Abubakar Tafawa Balewa 1912 - 1966

 
Abubakar Tafawa Balewa was born in 1912 in Bauchi State and educated at the Bauchi Provincial School and the Katsina Teachers Training College; He later joined the Northern Peoples' Congress, (NPC) and was a member of the Northern Nigeria team to the Ibadan Constitutional Conference in 1950.

In 1951, he won a seat in the House of Assembly, Kaduna and was sent to Lagos by his party where he was appointed Federal Minister of Transport and Works in 1955.
It was during his tenure that the River Niger bridge at Onitsha was constructed, A fearless and courageous politician, he was a permanent delegate to the various Constitutional Conferences held in London leading to Nigeria's independence. He was Prime Minister from 1957 until January 15 1966 when he was assassinated during Nigeria's first military coup.
Abubakar was a committed Nigerian politician, leader in the Northern People’s Congress (NPC), and the first federal prime minister. A commoner by birth, an unusual origin for a political leader in the NPC, Balewa was both a defender of northern special interests and an advocate of reform and Nigerian unity.
Balewa was a teacher by profession and was one of the first Northern Nigerians to be sent to London University Institute of Education (1945). On his return in 1946 he was elected to the House of Assembly of the Northern Region and in 1947 was one of five representatives to the Central Legislative Council in Lagos. He was reelected to the assembly in 1951 despite the hostility of some conservative of the generally Muslim north.
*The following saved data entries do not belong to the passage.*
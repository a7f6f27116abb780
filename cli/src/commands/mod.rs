//! CLI Commands

pub mod campaign;
pub mod config;
pub mod gateway;
pub mod phone;
pub mod price;
pub mod reminder;
pub mod sender;
pub mod template;

use serde::de::DeserializeOwned;
use serde::Serialize;
use serde_json::Value;
use std::fs;
use std::path::Path;

/// Backend RPC client
pub struct ApiClient {
    pub base_url: String,
    pub api_key: Option<String>,
    client: reqwest::Client,
}

impl ApiClient {
    pub fn new(base_url: &str, api_key: Option<&str>) -> Self {
        Self {
            base_url: base_url.trim_end_matches('/').to_string(),
            api_key: api_key.map(String::from),
            client: reqwest::Client::new(),
        }
    }

    /// Call a whitelisted backend method and decode its `message` payload
    pub async fn call<T: DeserializeOwned, B: Serialize>(&self, method: &str, body: &B) -> Result<T, String> {
        let url = format!("{}/api/method/{}", self.base_url, method);
        let mut req = self.client.post(&url).json(body);

        if let Some(key) = &self.api_key {
            req = req.header("Authorization", format!("token {}", key));
        }

        tracing::debug!(%method, "Calling backend");
        let resp = req.send().await.map_err(|e| e.to_string())?;
        let status = resp.status();
        let json: Value = resp.json().await.map_err(|e| e.to_string())?;

        let payload = unwrap_envelope(json).map_err(|e| format!("{} ({})", e, status))?;
        serde_json::from_value(payload).map_err(|e| e.to_string())
    }
}

/// Extract `message` from a backend reply, or the error it reports
fn unwrap_envelope(mut json: Value) -> Result<Value, String> {
    if let Some(message) = json.get_mut("message") {
        return Ok(message.take());
    }
    let reason = ["exception", "exc_type", "_error_message"]
        .iter()
        .find_map(|key| json.get(*key).and_then(Value::as_str))
        .unwrap_or("No message in response");
    Err(reason.to_string())
}

/// Read a JSON, YAML or TOML file, chosen by extension
pub fn load_file<T: DeserializeOwned>(path: &Path) -> Result<T, String> {
    let content = fs::read_to_string(path).map_err(|e| format!("{}: {}", path.display(), e))?;
    let parsed = match extension(path).as_str() {
        "json" => serde_json::from_str(&content).map_err(|e| e.to_string()),
        "toml" => toml::from_str(&content).map_err(|e| e.to_string()),
        "yaml" | "yml" => serde_yaml::from_str(&content).map_err(|e| e.to_string()),
        other => Err(format!("unsupported file type '{}'", other)),
    };
    parsed.map_err(|e| format!("{}: {}", path.display(), e))
}

pub fn write_file<T: Serialize>(path: &Path, data: &T) -> Result<(), String> {
    let content = match extension(path).as_str() {
        "json" => serde_json::to_string_pretty(data).map_err(|e| e.to_string())?,
        "toml" => toml::to_string_pretty(data).map_err(|e| e.to_string())?,
        "yaml" | "yml" => serde_yaml::to_string(data).map_err(|e| e.to_string())?,
        other => return Err(format!("unsupported file type '{}'", other)),
    };
    fs::write(path, content).map_err(|e| format!("{}: {}", path.display(), e))
}

fn extension(path: &Path) -> String {
    path.extension()
        .and_then(|e| e.to_str())
        .map(str::to_ascii_lowercase)
        .unwrap_or_default()
}

#[cfg(test)]
mod tests {
    use super::*;
    use serde_json::json;
    use sms_core::CampaignDocument;

    #[test]
    fn test_envelope_message() {
        let payload = unwrap_envelope(json!({"message": {"success": true}})).unwrap();
        assert_eq!(payload, json!({"success": true}));
    }

    #[test]
    fn test_envelope_error() {
        let err = unwrap_envelope(json!({"exc_type": "PermissionError"})).unwrap_err();
        assert_eq!(err, "PermissionError");
        assert!(unwrap_envelope(json!({})).is_err());
    }

    #[test]
    fn test_trailing_slash_trimmed() {
        assert_eq!(ApiClient::new("http://erp.local/", None).base_url, "http://erp.local");
    }

    #[test]
    fn test_file_round_trip_by_extension() {
        let dir = std::env::temp_dir().join(format!("smsctl-test-{}", std::process::id()));
        fs::create_dir_all(&dir).unwrap();
        let doc = CampaignDocument { title: "Spring".into(), ..Default::default() };

        for name in ["c.json", "c.yaml", "c.toml"] {
            let path = dir.join(name);
            write_file(&path, &doc).unwrap();
            let back: CampaignDocument = load_file(&path).unwrap();
            assert_eq!(back.title, "Spring");
        }
        assert!(load_file::<CampaignDocument>(&dir.join("c.txt")).is_err());
        fs::remove_dir_all(&dir).unwrap();
    }
}
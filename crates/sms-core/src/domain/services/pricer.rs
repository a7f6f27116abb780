//! Line pricing

use rust_decimal::Decimal;
use serde::{Deserialize, Serialize};

use crate::domain::aggregates::PricingLine;
use crate::domain::value_objects::MarginMode;

/// Prices derived from one line
#[derive(Clone, Copy, Debug, PartialEq, Eq, Serialize, Deserialize)]
pub struct LinePrice {
    pub unit_price_with_margin: Decimal,
    pub line_amount: Decimal,
    pub margin_value: Decimal,
}

/// Price a line.
///
/// Returns `None` when the line is not computable yet (base rate or quantity
/// missing or zero). That is not a zero price.
pub fn price_line(line: &PricingLine) -> Option<LinePrice> {
    let base_rate = line.base_rate.filter(|r| !r.is_zero())?;
    let qty = line.qty.filter(|q| !q.is_zero())?;

    let base_amount = base_rate * qty;
    let margin_value = match line.margin_mode {
        MarginMode::Percentage => base_amount * line.margin_percent / Decimal::ONE_HUNDRED,
        MarginMode::Amount => line.margin_amount * qty,
    };

    Some(LinePrice {
        unit_price_with_margin: base_rate + margin_value / qty,
        // Same value as unit * qty without the division round trip
        line_amount: base_amount + margin_value,
        margin_value,
    })
}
From 1952 until his death Balewa served in the federal government: he was minister of works and of transport in the middle 1950s, and then, as leader of the NPC in the House of Representatives, he was made the first prime minister of Nigeria. After the pre-independence elections of 1959, he again became prime minister in a coalition government of the NPC and Nnamdi Azikiwe's National Council of Nigeria and the Cameroons. As prime minister of independent Nigeria, he was sharply circumscribed in his powers by those delegated to regional premiers. He proved unable to mitigate the growing tensions of 1964-66, manifested by a partial boycott of the election in 1964, army unrest, and outbreaks of violence in the Western Region. He was killed in the first of two Nigerian army coups in 1966.